Ce qui est clair, c’est que Trump compte aller de l’avant, et vite. Il l’a déjà dit : “dès ce soir, on passe à la phase 2.” Même ici, en Israël, un responsable sécuritaire a affirmé : “Le train a quitté la gare, et il ne compte pas s’arrêter.” C’est pourquoi il faut regarder de près le contenu de la déclaration de Charm el-Cheikh pour comprendre où nous allons. Voici trois points essentiels :
Le premier article évoque une paix durable, dans laquelle Israéliens et Palestiniens peuvent prospérer dans le respect de leurs libertés et garanties fondamentales. Autrement dit, il n’existe pas de voie vers la paix sans passer, d’une manière ou d’une autre, par Ramallah.

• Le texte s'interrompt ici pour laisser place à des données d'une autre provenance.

//! Site extractors and the host-based dispatcher.
//!
//! Every extractor yields [`RawJob`]s for postings newer than `since`.
//! Only the generic extractor supports the relaxed mode; for the rest a
//! relaxed fetch is the normal fetch.

pub mod ashby;
pub mod generic;
pub mod greenhouse;
pub mod lever;
pub mod remoteok;
pub mod wwr;

use chrono::{DateTime, Utc};
use url::Url;

use scout_core::error::AppError;
use scout_core::models::{RawJob, SourceType};
use scout_core::traits::PageFetcher;

pub use ashby::AshbyExtractor;
pub use generic::GenericExtractor;
pub use greenhouse::GreenhouseExtractor;
pub use lever::LeverExtractor;
pub use remoteok::RemoteOkExtractor;
pub use wwr::WwrExtractor;

/// The extractor chosen for one source.
#[derive(Clone)]
pub enum SiteExtractor<F> {
    RemoteOk(RemoteOkExtractor<F>),
    WeWorkRemotely(WwrExtractor<F>),
    Ashby(AshbyExtractor<F>),
    Lever(LeverExtractor<F>),
    Greenhouse(GreenhouseExtractor<F>),
    Generic(GenericExtractor<F>),
}

impl<F: PageFetcher> SiteExtractor<F> {
    pub fn name(&self) -> &'static str {
        match self {
            SiteExtractor::RemoteOk(_) => "remoteok",
            SiteExtractor::WeWorkRemotely(_) => "weworkremotely",
            SiteExtractor::Ashby(_) => "ashby",
            SiteExtractor::Lever(_) => "lever",
            SiteExtractor::Greenhouse(_) => "greenhouse",
            SiteExtractor::Generic(_) => "generic",
        }
    }

    /// Whether this extractor has a relaxed mode worth retrying with.
    pub fn supports_relaxed(&self) -> bool {
        matches!(self, SiteExtractor::Generic(_))
    }

    pub async fn fetch_since(&self, since: DateTime<Utc>) -> Result<Vec<RawJob>, AppError> {
        match self {
            SiteExtractor::RemoteOk(e) => e.fetch_since(since).await,
            SiteExtractor::WeWorkRemotely(e) => e.fetch_since(since).await,
            SiteExtractor::Ashby(e) => e.fetch_since(since).await,
            SiteExtractor::Lever(e) => e.fetch_since(since).await,
            SiteExtractor::Greenhouse(e) => e.fetch_since(since).await,
            SiteExtractor::Generic(e) => e.fetch_since(since).await,
        }
    }

    pub async fn fetch_since_relaxed(&self, since: DateTime<Utc>) -> Result<Vec<RawJob>, AppError> {
        match self {
            SiteExtractor::Generic(e) => e.fetch_since_relaxed(since).await,
            other => other.fetch_since(since).await,
        }
    }
}

/// Pick an extractor by host substring, falling back to the generic one.
pub fn pick_extractor<F: PageFetcher>(
    fetcher: F,
    url: &str,
    _source_type: SourceType,
) -> SiteExtractor<F> {
    let host = Url::parse(url)
        .ok()
        .and_then(|u| u.host_str().map(str::to_lowercase))
        .unwrap_or_default();

    if host.contains("remoteok.com") {
        SiteExtractor::RemoteOk(RemoteOkExtractor::new(fetcher, None))
    } else if host.contains("weworkremotely.com") {
        SiteExtractor::WeWorkRemotely(WwrExtractor::new(fetcher))
    } else if host.contains("ashbyhq.com") {
        SiteExtractor::Ashby(AshbyExtractor::new(fetcher, url))
    } else if host.contains("lever.co") {
        SiteExtractor::Lever(LeverExtractor::new(fetcher, url))
    } else if host.contains("greenhouse.io") {
        SiteExtractor::Greenhouse(GreenhouseExtractor::new(fetcher, url))
    } else {
        SiteExtractor::Generic(GenericExtractor::new(fetcher, url))
    }
}

/// Shared guard for company-board extractors: a bare platform root is not a
/// company board and yields nothing.
fn is_platform_root(base: &str) -> bool {
    Url::parse(base)
        .map(|u| u.path().trim_matches('/').is_empty())
        .unwrap_or(true)
}

#[cfg(test)]
mod tests {
    use super::*;
    use scout_core::testutil::MockFetcher;

    #[test]
    fn dispatches_on_host_substring() {
        let f = MockFetcher::new();
        let cases = [
            ("https://remoteok.com/api", "remoteok"),
            ("https://weworkremotely.com/categories/x", "weworkremotely"),
            ("https://jobs.ashbyhq.com/acme", "ashby"),
            ("https://jobs.lever.co/acme", "lever"),
            ("https://boards.greenhouse.io/acme", "greenhouse"),
            ("https://acme.com/careers", "generic"),
        ];
        for (url, expected) in cases {
            let extractor = pick_extractor(f.clone(), url, SourceType::Unknown);
            assert_eq!(extractor.name(), expected, "for {url}");
        }
    }

    #[test]
    fn only_generic_supports_relaxed() {
        let f = MockFetcher::new();
        assert!(pick_extractor(f.clone(), "https://acme.com/careers", SourceType::Unknown)
            .supports_relaxed());
        assert!(!pick_extractor(f, "https://jobs.lever.co/acme", SourceType::Unknown)
            .supports_relaxed());
    }

    #[test]
    fn platform_roots_are_detected() {
        assert!(is_platform_root("https://jobs.lever.co"));
        assert!(is_platform_root("https://jobs.lever.co/"));
        assert!(!is_platform_root("https://jobs.lever.co/acme"));
        assert!(is_platform_root("not a url"));
    }
}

-Le deuxième point : on salue les progrès réalisés vers la conclusion d’accords de paix, et on parle d’une relation mutuelle, amicale et constructive entre Israël et ses voisins - c’est-à-dire une intégration régionale qui récompense Israël. Un retournement complet par rapport à la vision de Sinwar : l’image d’une victoire diplomatique parfaite après le 7 octobre.

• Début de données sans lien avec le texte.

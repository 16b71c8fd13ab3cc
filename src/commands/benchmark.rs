//! Benchmark command
//!
//! Plays a full game against every selected answer and summarises the guess counts.

use crate::core::{Word, WordleError};
use crate::solver::Solver;
use anyhow::Result;
use indicatif::{ProgressBar, ProgressStyle};
use rand::SeedableRng;
use rand::rngs::StdRng;
use rayon::prelude::*;
use std::cmp::Reverse;
use std::collections::HashMap;
use std::time::{Duration, Instant};

/// Answers reported as the hardest in a benchmark
const HARDEST_SHOWN: usize = 10;

/// Which answers a benchmark plays against
#[derive(Debug, Clone, Copy, Default)]
pub struct BenchmarkConfig {
    /// Only the first `limit` words of the list
    pub limit: Option<usize>,
    /// A random sample of this many words, taken after `limit`
    pub sample: Option<usize>,
    pub seed: u64,
}

/// Result of a benchmark run
#[derive(Debug)]
pub struct BenchmarkResult {
    pub starting_word: Word,
    pub total_words: usize,
    pub total_guesses: usize,
    pub average_guesses: f64,
    pub min_guesses: usize,
    pub max_guesses: usize,
    pub distribution: HashMap<usize, usize>,
    /// Answers needing the most guesses, worst first
    pub hardest: Vec<(Word, usize)>,
    pub duration: Duration,
    pub words_per_second: f64,
}

/// Pick the answers to play against, keeping list order
///
/// # Examples
/// ```
/// use wordle_greedy::commands::{BenchmarkConfig, select_answers};
/// use wordle_greedy::core::Word;
///
/// let words: Vec<Word> = ["crane", "slate", "trace"]
///     .iter()
///     .map(|w| Word::new(w).unwrap())
///     .collect();
/// let config = BenchmarkConfig { limit: Some(2), ..BenchmarkConfig::default() };
///
/// assert_eq!(select_answers(&words, &config).len(), 2);
/// ```
#[must_use]
pub fn select_answers(words: &[Word], config: &BenchmarkConfig) -> Vec<Word> {
    let limited = &words[..config.limit.unwrap_or(words.len()).min(words.len())];

    match config.sample {
        Some(amount) if amount < limited.len() => {
            let mut rng = StdRng::seed_from_u64(config.seed);
            let mut picked = rand::seq::index::sample(&mut rng, limited.len(), amount).into_vec();
            picked.sort_unstable();
            picked.into_iter().map(|i| limited[i].clone()).collect()
        }
        _ => limited.to_vec(),
    }
}

/// Solve every answer in parallel from `starting_word`
///
/// `pool` is the candidate list each game starts from.
///
/// # Errors
///
/// Returns an error if any game fails, which only happens for unusable input such as
/// an empty pool or words of differing lengths.
pub fn run_benchmark(
    solver: &Solver,
    pool: &[Word],
    answers: &[Word],
    starting_word: &Word,
    show_progress: bool,
) -> Result<BenchmarkResult> {
    let progress = if show_progress {
        let pb = ProgressBar::new(answers.len() as u64);
        pb.set_style(
            ProgressStyle::default_bar()
                .template("{spinner:.green} [{bar:40.cyan/blue}] {pos}/{len} ({percent}%) | {msg}")?
                .progress_chars("█▓▒░"),
        );
        pb
    } else {
        ProgressBar::hidden()
    };
    progress.set_message(format!("starting with {starting_word}"));

    let start = Instant::now();
    let games = answers
        .par_iter()
        .map(|answer| -> Result<(Word, usize), WordleError> {
            let transcript = solver.solve(pool, starting_word, answer)?;
            progress.inc(1);
            Ok((answer.clone(), transcript.len()))
        })
        .collect::<Result<Vec<_>, _>>()?;
    progress.finish_with_message("Complete!");
    let duration = start.elapsed();

    let total_words = games.len();
    let total_guesses: usize = games.iter().map(|(_, guesses)| guesses).sum();
    let mut distribution: HashMap<usize, usize> = HashMap::new();
    for (_, guesses) in &games {
        *distribution.entry(*guesses).or_insert(0) += 1;
    }

    let mut hardest = games.clone();
    hardest.sort_by_key(|(_, guesses)| Reverse(*guesses));
    hardest.truncate(HARDEST_SHOWN);

    let seconds = duration.as_secs_f64();
    log::info!("benchmarked {total_words} answers in {seconds:.2}s");

    Ok(BenchmarkResult {
        starting_word: starting_word.clone(),
        total_words,
        total_guesses,
        average_guesses: if total_words > 0 {
            total_guesses as f64 / total_words as f64
        } else {
            0.0
        },
        min_guesses: games.iter().map(|(_, g)| *g).min().unwrap_or(0),
        max_guesses: games.iter().map(|(_, g)| *g).max().unwrap_or(0),
        distribution,
        hardest,
        duration,
        words_per_second: if seconds > 0.0 {
            total_words as f64 / seconds
        } else {
            0.0
        },
    })
}

#[cfg(test)]
mod tests {
    use super::*;

    fn words(texts: &[&str]) -> Vec<Word> {
        texts.iter().map(|t| Word::new(t).unwrap()).collect()
    }

    fn sample_pool() -> Vec<Word> {
        words(&[
            "CRANE", "SLATE", "TRACE", "GRATE", "IRATE", "SHORE", "BRINE", "PLUMB", "QUICK",
            "ABBEY", "ABYSS", "KEBAB",
        ])
    }

    #[test]
    fn benchmark_runs() {
        let pool = sample_pool();
        let solver = Solver::default();
        let start = solver.best_starting_word(&pool).unwrap();

        let result = run_benchmark(&solver, &pool, &pool, &start, false).unwrap();

        assert_eq!(result.total_words, pool.len());
        assert_eq!(result.starting_word, start);
        assert!(result.min_guesses >= 1);
        assert!(result.max_guesses <= pool.len() + 1);
        assert!(result.average_guesses >= result.min_guesses as f64);
        assert!(result.average_guesses <= result.max_guesses as f64);
    }

    #[test]
    fn distribution_sums_to_total() {
        let pool = sample_pool();
        let solver = Solver::default();
        let start = Word::new("slate").unwrap();

        let result = run_benchmark(&solver, &pool, &pool, &start, false).unwrap();

        assert_eq!(result.distribution.values().sum::<usize>(), result.total_words);
        assert_eq!(result.distribution.get(&1), Some(&1));
        assert!(result.hardest.len() <= HARDEST_SHOWN);
        assert!(result.hardest.windows(2).all(|w| w[0].1 >= w[1].1));
    }

    #[test]
    fn empty_answer_list() {
        let pool = sample_pool();
        let start = Word::new("slate").unwrap();

        let result = run_benchmark(&Solver::default(), &pool, &[], &start, false).unwrap();

        assert_eq!(result.total_words, 0);
        assert_eq!(result.total_guesses, 0);
        assert!(result.average_guesses.abs() < f64::EPSILON);
    }

    #[test]
    fn mismatched_start_fails() {
        let pool = sample_pool();
        let start = Word::new("cat").unwrap();

        assert!(run_benchmark(&Solver::default(), &pool, &pool, &start, false).is_err());
    }

    #[test]
    fn select_limit() {
        let pool = sample_pool();
        let config = BenchmarkConfig {
            limit: Some(3),
            ..BenchmarkConfig::default()
        };

        assert_eq!(select_answers(&pool, &config), pool[..3].to_vec());

        let config = BenchmarkConfig {
            limit: Some(100),
            ..BenchmarkConfig::default()
        };
        assert_eq!(select_answers(&pool, &config).len(), pool.len());
    }

    #[test]
    fn select_sample_is_seeded() {
        let pool = sample_pool();
        let config = BenchmarkConfig {
            sample: Some(4),
            seed: 7,
            ..BenchmarkConfig::default()
        };

        let first = select_answers(&pool, &config);
        let second = select_answers(&pool, &config);

        assert_eq!(first.len(), 4);
        assert_eq!(first, second);
        assert!(first.iter().all(|w| pool.contains(w)));
    }

    #[test]
    fn oversized_sample_takes_everything() {
        let pool = sample_pool();
        let config = BenchmarkConfig {
            sample: Some(50),
            ..BenchmarkConfig::default()
        };

        assert_eq!(select_answers(&pool, &config), pool);
    }
}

-Enfin, on lit que “le Moyen-Orient ne peut pas supporter un cycle infini de guerres prolongées, de négociations interminables, ni l’application partielle ou sélective des accords de paix.” En clair : ce n’est plus uniquement entre les mains des parties locales. Trump ne veut pas d’argent versé au terrorisme, mais Israël non plus ne peut plus agir seule. Désormais, il y a des arbitres au-dessus d’elle.